Alphabet Spells Management Challenge
April 27, 2019
The Bloomberg outfit published allegedly accurate information about Google’s interesting approach to management. “Google Staffers Share Stories of ‘Systemic’ Retaliation” reports that there is a disagreement about how to run the online advertising railroad.
Was management responsible for this train wreck? Perhaps the employees were at fault. Were the staff on the train punished?
Whoo, whoo, whoo. That’s the laboring engine sound one can hear in train stations in places like Patna Station or Bayshore when one stands near the tracks.
The sounds from the Google, according to Bloomberg:
On Monday [April 22, 2019], two of those organizers, Meredith Whittaker and Claire Stapleton, wrote an email saying Google had punished them because of their activism. The two asked staffers to join them on Friday to discuss the company’s alleged actions, and during the meeting they shared more than a dozen other stories of internal retribution that they had collected over the past week. Like many meetings at Google, participants could watch via a video live-stream and submit questions and comments.
Chug, chug, chug. The Guardian newspaper sounds its whistle too.

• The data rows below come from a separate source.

//! The dictionary core: search, pagination, gloss navigation and keyword
//! match resolution.
//!
//! Every operation here is a pure function of its inputs and the current
//! database state. Policy flags come in via [`crate::config::DictionaryConfig`]
//! and the caller's identity via [`Viewer`]; nothing is read from ambient
//! mutable state.

pub mod glosses;
pub mod navigate;
pub mod paginate;
pub mod search;
pub mod words;

use std::collections::HashSet;

use thiserror::Error;

/// Errors surfaced by dictionary operations
#[derive(Debug, Error)]
pub enum DictionaryError {
    /// A keyword has no eligible translations, or a gloss lookup did not
    /// resolve to exactly one entry
    #[error("no such dictionary resource")]
    NotFound,
    /// A store query failed; fatal to the request, never retried here
    #[error("database error: {0}")]
    Database(#[from] sqlx::Error),
}

/// Capabilities a viewer may hold, granted per user account.
///
/// General-public viewers hold none of these.
#[derive(Debug, Clone, Copy, PartialEq, Eq, Hash)]
pub enum Capability {
    /// Can search and view full gloss details, including signs not in the
    /// web dictionary
    SearchGloss,
    /// Can view unpublished definitions
    ViewUnpublishedDefs,
    /// Include all properties in the sign detail view
    ViewAdvancedProperties,
}

impl Capability {
    pub fn as_str(&self) -> &'static str {
        match self {
            Capability::SearchGloss => "search_gloss",
            Capability::ViewUnpublishedDefs => "can_view_unpub_defs",
            Capability::ViewAdvancedProperties => "view_advanced_properties",
        }
    }

    pub fn parse(s: &str) -> Option<Self> {
        match s {
            "search_gloss" => Some(Capability::SearchGloss),
            "can_view_unpub_defs" => Some(Capability::ViewUnpublishedDefs),
            "view_advanced_properties" => Some(Capability::ViewAdvancedProperties),
            _ => None,
        }
    }
}

/// The identity a dictionary operation runs under
#[derive(Debug, Clone, Default)]
pub struct Viewer {
    pub authenticated: bool,
    pub capabilities: HashSet<Capability>,
}

impl Viewer {
    /// An unauthenticated general-public viewer
    pub fn anonymous() -> Self {
        Self::default()
    }

    /// An authenticated viewer holding the given capabilities
    pub fn authenticated(capabilities: HashSet<Capability>) -> Self {
        Self {
            authenticated: true,
            capabilities,
        }
    }

    pub fn can(&self, capability: Capability) -> bool {
        self.capabilities.contains(&capability)
    }
}

#[cfg(test)]
pub(crate) mod testutil {
    //! Shared fixture data for the dictionary tests.

    use sqlx::sqlite::SqlitePoolOptions;
    use sqlx::SqlitePool;

    use super::{Capability, Viewer};
    use crate::db;

    /// In-memory pool pinned to one connection so every query sees the
    /// same database
    pub async fn memory_pool() -> SqlitePool {
        SqlitePoolOptions::new()
            .max_connections(1)
            .connect("sqlite::memory:")
            .await
            .unwrap()
    }

    pub fn staff_viewer() -> Viewer {
        Viewer::authenticated(
            [Capability::SearchGloss, Capability::ViewUnpublishedDefs]
                .into_iter()
                .collect(),
        )
    }

    /// Authenticated but without any capability grants
    pub fn member_viewer() -> Viewer {
        Viewer::authenticated(Default::default())
    }

    pub async fn insert_gloss(pool: &SqlitePool, idgloss: &str, sn: Option<i64>, in_web: bool) -> i64 {
        sqlx::query("INSERT INTO glosses (idgloss, sn, in_web) VALUES (?, ?, ?)")
            .bind(idgloss)
            .bind(sn)
            .bind(in_web)
            .execute(pool)
            .await
            .unwrap()
            .last_insert_rowid()
    }

    pub async fn insert_keyword(pool: &SqlitePool, text: &str) -> i64 {
        sqlx::query("INSERT INTO keywords (text) VALUES (?)")
            .bind(text)
            .execute(pool)
            .await
            .unwrap()
            .last_insert_rowid()
    }

    pub async fn insert_translation(pool: &SqlitePool, gloss_id: i64, keyword_id: i64, idx: i64) {
        sqlx::query("INSERT INTO translations (gloss_id, keyword_id, idx) VALUES (?, ?, ?)")
            .bind(gloss_id)
            .bind(keyword_id)
            .bind(idx)
            .execute(pool)
            .await
            .unwrap();
    }

    pub async fn tag_gloss(pool: &SqlitePool, gloss_id: i64, tag: &str) {
        sqlx::query("INSERT INTO gloss_tags (gloss_id, tag) VALUES (?, ?)")
            .bind(gloss_id)
            .bind(tag)
            .execute(pool)
            .await
            .unwrap();
    }

    /// A small dictionary exercising every visibility corner:
    ///
    /// | gloss      | sn | in_web | tags            | keywords              |
    /// |------------|----|--------|-----------------|-----------------------|
    /// | HOUSE      | 1  | yes    | semantic:health | house (1)             |
    /// | ABORIGINE  | 3  | yes    |                 | Aborigine (1)         |
    /// | DRINK      | 7  | yes    |                 | hot (2)               |
    /// | SECRET     | 10 | no     |                 | house (2), hound (1)  |
    /// | RUDE-SIGN  | 12 | yes    | lexis:crude     | horrid (1), hot (1)   |
    /// | PROPOSED   | -  | yes    |                 |                       |
    ///
    /// "hopeless" is an orphan keyword with no translations.
    pub async fn seed_pool() -> SqlitePool {
        let pool = memory_pool().await;
        db::run_migrations(&pool).await.unwrap();

        let house = insert_gloss(&pool, "HOUSE", Some(1), true).await;
        let aborigine = insert_gloss(&pool, "ABORIGINE", Some(3), true).await;
        let drink = insert_gloss(&pool, "DRINK", Some(7), true).await;
        let secret = insert_gloss(&pool, "SECRET", Some(10), false).await;
        let rude = insert_gloss(&pool, "RUDE-SIGN", Some(12), true).await;
        insert_gloss(&pool, "PROPOSED", None, true).await;

        tag_gloss(&pool, house, "semantic:health").await;
        tag_gloss(&pool, rude, "lexis:crude").await;

        let kw_house = insert_keyword(&pool, "house").await;
        insert_translation(&pool, house, kw_house, 1).await;
        insert_translation(&pool, secret, kw_house, 2).await;

        let kw_aborigine = insert_keyword(&pool, "Aborigine").await;
        insert_translation(&pool, aborigine, kw_aborigine, 1).await;

        let kw_hound = insert_keyword(&pool, "hound").await;
        insert_translation(&pool, secret, kw_hound, 1).await;

        let kw_horrid = insert_keyword(&pool, "horrid").await;
        insert_translation(&pool, rude, kw_horrid, 1).await;

        let kw_hot = insert_keyword(&pool, "hot").await;
        insert_translation(&pool, rude, kw_hot, 1).await;
        insert_translation(&pool, drink, kw_hot, 2).await;

        insert_keyword(&pool, "hopeless").await;

        pool
    }
}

The little engine that could continues to pull the freight for Alphabet Google senior managers. Bloomberg pointed out:
Google management publicly endorsed the employee walkout in the fall, giving the blessing for staff to vent frustration. But as dissent continued to rise inside Google, the company’s lawyers urged the U.S. government to give companies more leeway to reign in rebellious employees from organizing over workplace email. Google made that filing in a case pending before the National Labor Relations Board involving alleged retaliatory discipline against an employee. Another complaint involving alleged retaliation against staff was filed with the agency this week.
I think I hear the Alphabet Google Express announcement: “Unhappy passengers may debark at the next stop. Termination Junction. Next stop, Termination Junction.”
On one hand, a person who takes money to get a job, benefits, access to Foosball tables, and a Google mouse pad has an obligation to perform work. The idea is that the employer employs, and the employee does what he or she is told to do.
On the other hand, a person who does not like the work should do what? Quit? Protest? Talk with reporters from Bloomberg? Look for another job? Undermine software that sort of works?
What’s interesting to me is that the Alphabet Google train itself may come off the rails due to management missteps. I term the approach of some Silicon Valley high technology companies as the HSSCMM or High School Science Club Management Method. Sometimes its works and sometimes it appears to not work as the club members expect. What’s up with that?
Train wrecks just happen. Often with little warning. But in this case it looks to me as if one or two cracks in the drive train have appeared.